_Instructions for the task:_ Where in the listing does the string "rand" appear? Copy every line that holds it.

-- Opening Marker --

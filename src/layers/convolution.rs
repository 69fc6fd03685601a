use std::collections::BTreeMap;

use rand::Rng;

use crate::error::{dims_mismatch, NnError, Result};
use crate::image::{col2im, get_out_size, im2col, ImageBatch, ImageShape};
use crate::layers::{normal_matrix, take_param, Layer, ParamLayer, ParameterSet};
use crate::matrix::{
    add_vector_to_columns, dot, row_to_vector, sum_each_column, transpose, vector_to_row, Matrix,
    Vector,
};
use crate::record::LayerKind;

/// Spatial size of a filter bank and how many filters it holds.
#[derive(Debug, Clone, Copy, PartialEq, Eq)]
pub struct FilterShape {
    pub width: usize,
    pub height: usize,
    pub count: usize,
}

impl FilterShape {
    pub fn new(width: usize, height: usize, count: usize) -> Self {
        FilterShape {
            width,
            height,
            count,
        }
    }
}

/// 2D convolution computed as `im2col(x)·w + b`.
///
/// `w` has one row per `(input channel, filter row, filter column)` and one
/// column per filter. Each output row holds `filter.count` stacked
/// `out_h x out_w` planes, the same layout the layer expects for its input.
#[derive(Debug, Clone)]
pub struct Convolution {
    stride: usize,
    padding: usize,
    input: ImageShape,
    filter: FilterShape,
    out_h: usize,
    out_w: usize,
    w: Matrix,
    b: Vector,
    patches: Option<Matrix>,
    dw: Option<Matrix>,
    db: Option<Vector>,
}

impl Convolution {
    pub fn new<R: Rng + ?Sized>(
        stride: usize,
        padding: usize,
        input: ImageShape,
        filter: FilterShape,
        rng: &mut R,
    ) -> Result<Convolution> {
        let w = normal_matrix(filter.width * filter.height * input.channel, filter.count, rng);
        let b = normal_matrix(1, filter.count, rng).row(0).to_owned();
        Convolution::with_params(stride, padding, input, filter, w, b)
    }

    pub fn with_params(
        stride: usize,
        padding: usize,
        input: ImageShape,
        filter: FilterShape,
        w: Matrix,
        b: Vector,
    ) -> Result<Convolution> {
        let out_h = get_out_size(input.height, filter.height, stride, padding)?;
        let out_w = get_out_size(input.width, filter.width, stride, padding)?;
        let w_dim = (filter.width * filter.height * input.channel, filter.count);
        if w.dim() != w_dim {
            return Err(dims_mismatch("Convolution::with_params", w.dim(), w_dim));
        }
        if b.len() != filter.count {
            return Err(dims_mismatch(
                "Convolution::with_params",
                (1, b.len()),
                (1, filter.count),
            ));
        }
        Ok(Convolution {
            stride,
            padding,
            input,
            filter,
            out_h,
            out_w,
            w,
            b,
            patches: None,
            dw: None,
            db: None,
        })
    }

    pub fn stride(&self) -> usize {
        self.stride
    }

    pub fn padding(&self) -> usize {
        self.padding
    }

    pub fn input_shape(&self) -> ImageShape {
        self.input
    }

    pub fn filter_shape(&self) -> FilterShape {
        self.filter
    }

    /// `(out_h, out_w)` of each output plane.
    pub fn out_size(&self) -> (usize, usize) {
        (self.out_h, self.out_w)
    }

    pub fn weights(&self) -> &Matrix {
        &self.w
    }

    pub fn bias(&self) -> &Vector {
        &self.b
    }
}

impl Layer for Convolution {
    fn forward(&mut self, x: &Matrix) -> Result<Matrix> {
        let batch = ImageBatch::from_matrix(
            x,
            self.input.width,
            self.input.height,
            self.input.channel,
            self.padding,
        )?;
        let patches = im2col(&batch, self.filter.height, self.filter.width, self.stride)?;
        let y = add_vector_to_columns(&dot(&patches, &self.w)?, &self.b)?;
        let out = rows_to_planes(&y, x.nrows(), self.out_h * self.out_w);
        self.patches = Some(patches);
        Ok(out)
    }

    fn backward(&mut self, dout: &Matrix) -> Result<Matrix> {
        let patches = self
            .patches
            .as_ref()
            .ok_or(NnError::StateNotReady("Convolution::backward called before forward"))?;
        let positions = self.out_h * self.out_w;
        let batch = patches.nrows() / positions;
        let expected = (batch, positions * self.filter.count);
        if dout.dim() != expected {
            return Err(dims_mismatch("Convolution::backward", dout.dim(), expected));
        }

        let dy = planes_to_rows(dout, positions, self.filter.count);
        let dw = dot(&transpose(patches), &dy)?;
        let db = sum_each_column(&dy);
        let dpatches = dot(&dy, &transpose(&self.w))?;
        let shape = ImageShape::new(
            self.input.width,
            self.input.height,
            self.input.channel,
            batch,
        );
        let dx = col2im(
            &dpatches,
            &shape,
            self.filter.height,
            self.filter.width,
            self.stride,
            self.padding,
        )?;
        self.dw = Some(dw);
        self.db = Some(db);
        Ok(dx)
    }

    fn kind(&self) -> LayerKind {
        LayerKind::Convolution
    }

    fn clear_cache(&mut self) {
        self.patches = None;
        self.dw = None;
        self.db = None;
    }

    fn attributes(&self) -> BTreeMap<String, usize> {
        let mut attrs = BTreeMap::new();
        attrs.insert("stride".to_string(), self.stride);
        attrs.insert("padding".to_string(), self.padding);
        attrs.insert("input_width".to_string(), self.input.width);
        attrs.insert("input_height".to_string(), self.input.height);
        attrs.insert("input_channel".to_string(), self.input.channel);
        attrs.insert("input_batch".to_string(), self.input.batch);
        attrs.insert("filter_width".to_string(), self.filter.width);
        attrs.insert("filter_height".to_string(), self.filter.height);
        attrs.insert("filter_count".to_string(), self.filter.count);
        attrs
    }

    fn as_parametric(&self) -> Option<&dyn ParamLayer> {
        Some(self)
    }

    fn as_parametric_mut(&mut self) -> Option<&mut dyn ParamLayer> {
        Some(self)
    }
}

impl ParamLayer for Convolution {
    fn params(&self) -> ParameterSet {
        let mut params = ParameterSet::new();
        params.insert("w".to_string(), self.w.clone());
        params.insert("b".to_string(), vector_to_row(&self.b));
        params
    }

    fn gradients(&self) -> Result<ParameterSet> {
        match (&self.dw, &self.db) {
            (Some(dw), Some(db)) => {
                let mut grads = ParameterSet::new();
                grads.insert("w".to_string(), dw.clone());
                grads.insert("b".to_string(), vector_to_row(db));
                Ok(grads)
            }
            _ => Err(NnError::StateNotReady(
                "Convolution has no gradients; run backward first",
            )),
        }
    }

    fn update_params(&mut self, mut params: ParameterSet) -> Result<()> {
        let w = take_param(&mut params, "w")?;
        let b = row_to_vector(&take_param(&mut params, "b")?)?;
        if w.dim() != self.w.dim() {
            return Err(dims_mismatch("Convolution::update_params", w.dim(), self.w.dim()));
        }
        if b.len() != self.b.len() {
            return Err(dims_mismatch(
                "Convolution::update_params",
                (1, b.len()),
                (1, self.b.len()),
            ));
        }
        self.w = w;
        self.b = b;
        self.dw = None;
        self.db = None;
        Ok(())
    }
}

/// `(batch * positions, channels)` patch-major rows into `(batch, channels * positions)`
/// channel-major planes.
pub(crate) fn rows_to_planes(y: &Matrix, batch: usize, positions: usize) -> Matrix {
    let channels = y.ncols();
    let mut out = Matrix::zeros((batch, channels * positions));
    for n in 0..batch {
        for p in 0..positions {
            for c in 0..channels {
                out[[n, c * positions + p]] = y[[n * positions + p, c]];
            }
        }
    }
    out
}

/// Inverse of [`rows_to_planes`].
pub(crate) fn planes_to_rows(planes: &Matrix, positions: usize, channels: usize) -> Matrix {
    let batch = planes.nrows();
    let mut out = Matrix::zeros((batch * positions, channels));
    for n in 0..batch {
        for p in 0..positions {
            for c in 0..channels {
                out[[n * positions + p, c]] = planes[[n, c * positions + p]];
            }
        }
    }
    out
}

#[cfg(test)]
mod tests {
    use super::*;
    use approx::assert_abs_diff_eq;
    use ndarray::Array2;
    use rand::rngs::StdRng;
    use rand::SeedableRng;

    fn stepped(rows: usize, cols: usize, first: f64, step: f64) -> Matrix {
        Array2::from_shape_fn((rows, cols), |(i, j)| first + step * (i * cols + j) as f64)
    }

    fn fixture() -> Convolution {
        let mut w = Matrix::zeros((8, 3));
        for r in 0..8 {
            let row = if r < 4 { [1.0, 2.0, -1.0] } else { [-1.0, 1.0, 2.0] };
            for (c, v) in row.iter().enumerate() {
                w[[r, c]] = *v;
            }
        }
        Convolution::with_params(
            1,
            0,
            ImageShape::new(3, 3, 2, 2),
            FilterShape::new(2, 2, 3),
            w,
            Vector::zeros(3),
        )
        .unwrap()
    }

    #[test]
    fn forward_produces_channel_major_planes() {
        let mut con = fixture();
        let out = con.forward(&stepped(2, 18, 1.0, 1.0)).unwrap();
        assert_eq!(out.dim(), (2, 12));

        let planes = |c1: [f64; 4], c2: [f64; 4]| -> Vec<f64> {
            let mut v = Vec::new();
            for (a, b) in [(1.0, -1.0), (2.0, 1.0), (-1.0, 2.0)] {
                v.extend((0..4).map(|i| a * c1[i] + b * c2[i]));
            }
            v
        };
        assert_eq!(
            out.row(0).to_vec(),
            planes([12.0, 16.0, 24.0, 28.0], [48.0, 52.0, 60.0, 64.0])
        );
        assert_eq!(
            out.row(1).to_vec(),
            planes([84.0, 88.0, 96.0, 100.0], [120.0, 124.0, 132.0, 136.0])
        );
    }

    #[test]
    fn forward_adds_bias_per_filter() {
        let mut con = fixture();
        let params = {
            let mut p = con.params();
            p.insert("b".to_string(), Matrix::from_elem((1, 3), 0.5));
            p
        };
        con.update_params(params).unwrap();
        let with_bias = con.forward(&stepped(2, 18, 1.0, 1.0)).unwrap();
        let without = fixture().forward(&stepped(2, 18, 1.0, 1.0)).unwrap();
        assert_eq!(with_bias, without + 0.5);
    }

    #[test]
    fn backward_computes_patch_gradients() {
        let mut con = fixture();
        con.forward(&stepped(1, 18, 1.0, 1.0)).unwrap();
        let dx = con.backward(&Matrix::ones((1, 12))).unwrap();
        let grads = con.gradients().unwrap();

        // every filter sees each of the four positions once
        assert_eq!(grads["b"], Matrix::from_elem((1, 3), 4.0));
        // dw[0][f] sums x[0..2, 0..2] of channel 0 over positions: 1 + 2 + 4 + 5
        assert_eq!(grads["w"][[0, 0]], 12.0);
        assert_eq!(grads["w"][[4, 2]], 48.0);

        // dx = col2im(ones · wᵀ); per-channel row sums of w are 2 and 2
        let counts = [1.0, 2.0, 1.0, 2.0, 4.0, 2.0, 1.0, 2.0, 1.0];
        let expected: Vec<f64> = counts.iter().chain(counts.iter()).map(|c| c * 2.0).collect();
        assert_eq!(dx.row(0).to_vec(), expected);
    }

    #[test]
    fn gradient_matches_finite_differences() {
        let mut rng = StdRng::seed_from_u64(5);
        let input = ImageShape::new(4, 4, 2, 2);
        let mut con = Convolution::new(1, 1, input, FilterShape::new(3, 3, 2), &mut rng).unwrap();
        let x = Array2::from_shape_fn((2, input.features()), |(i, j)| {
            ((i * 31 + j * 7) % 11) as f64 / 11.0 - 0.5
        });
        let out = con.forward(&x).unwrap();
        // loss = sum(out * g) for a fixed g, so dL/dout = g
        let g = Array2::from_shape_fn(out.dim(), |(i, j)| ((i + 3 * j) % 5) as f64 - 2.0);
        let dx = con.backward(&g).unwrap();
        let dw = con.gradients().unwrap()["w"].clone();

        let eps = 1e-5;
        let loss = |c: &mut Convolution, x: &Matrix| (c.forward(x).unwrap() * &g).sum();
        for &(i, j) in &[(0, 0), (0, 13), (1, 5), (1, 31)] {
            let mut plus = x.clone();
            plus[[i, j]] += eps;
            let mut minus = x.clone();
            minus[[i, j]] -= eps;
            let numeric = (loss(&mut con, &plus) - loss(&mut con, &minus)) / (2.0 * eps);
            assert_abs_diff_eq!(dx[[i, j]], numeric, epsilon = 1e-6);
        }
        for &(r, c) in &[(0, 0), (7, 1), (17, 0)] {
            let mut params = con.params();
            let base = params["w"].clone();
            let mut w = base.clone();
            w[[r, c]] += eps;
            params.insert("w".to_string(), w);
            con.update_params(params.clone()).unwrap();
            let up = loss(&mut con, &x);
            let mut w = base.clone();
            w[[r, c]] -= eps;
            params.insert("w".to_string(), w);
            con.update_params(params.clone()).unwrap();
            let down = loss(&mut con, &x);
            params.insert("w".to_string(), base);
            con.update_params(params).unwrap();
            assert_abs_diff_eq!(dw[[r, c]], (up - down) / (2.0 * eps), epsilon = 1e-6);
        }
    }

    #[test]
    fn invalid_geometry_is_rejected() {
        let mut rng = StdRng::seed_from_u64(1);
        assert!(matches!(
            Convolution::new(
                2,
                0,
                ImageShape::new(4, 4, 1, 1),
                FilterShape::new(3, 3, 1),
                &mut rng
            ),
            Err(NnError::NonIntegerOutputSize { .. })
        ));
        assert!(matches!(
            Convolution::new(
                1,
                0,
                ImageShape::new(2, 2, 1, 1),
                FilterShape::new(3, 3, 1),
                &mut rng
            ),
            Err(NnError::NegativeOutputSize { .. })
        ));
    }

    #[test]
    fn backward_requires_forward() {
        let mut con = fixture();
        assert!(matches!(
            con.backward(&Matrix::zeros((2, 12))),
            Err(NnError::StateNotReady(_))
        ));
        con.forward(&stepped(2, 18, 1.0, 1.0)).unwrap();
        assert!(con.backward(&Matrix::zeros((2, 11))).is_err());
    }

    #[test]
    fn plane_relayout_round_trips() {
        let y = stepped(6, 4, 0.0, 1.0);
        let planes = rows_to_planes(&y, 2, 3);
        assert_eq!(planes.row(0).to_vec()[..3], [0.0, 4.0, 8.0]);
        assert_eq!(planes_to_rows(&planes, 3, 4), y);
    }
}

-- Closing Marker --
-- Opening Marker --

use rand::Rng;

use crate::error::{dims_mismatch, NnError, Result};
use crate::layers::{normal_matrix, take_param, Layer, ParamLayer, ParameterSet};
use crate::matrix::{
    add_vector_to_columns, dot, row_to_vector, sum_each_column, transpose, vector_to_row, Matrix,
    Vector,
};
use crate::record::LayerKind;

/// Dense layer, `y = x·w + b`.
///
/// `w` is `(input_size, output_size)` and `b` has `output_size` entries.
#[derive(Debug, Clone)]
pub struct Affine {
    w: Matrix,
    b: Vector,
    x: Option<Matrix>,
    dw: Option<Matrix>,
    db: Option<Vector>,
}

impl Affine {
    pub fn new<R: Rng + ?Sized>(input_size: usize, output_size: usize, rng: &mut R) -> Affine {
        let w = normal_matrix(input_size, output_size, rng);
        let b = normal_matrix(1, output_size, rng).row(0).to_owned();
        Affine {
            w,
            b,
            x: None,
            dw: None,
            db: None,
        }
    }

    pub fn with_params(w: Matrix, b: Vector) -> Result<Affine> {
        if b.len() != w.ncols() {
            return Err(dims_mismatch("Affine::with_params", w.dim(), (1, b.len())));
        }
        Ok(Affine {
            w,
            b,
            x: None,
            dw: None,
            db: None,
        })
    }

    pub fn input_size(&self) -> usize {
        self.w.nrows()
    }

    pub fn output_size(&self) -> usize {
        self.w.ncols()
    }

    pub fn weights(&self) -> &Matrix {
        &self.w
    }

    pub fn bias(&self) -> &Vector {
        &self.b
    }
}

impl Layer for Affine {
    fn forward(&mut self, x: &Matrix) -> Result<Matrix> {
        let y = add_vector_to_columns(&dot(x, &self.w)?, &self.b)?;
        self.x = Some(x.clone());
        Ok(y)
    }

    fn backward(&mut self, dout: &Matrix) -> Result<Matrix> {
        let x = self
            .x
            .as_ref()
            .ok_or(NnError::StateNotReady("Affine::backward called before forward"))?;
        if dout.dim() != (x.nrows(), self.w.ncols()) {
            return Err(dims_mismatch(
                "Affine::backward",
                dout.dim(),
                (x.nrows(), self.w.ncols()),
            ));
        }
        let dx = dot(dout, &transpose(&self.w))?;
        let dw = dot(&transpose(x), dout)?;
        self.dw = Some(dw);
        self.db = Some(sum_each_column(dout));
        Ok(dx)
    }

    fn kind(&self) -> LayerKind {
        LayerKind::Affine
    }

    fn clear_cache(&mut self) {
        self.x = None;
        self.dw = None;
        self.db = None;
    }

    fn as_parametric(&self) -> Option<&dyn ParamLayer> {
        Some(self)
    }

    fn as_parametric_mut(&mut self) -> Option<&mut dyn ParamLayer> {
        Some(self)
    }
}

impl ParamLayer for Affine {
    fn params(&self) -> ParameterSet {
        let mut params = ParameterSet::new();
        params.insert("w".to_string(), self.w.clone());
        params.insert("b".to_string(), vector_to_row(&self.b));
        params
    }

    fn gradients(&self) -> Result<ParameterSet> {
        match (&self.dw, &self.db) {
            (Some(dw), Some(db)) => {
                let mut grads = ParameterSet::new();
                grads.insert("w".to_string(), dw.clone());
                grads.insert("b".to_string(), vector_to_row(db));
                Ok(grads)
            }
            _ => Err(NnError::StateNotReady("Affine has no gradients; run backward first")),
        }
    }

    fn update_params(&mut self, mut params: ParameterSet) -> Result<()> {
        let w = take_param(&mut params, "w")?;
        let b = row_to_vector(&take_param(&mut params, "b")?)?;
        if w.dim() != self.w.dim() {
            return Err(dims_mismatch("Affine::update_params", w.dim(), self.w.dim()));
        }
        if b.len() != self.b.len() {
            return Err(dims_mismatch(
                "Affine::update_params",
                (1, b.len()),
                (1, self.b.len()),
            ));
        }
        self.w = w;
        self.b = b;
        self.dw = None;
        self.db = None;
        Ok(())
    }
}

-- Closing Marker --

_Answer to this exercise:_
use rand::Rng;
    use rand::rngs::StdRng;
    use rand::SeedableRng;
use rand::Rng;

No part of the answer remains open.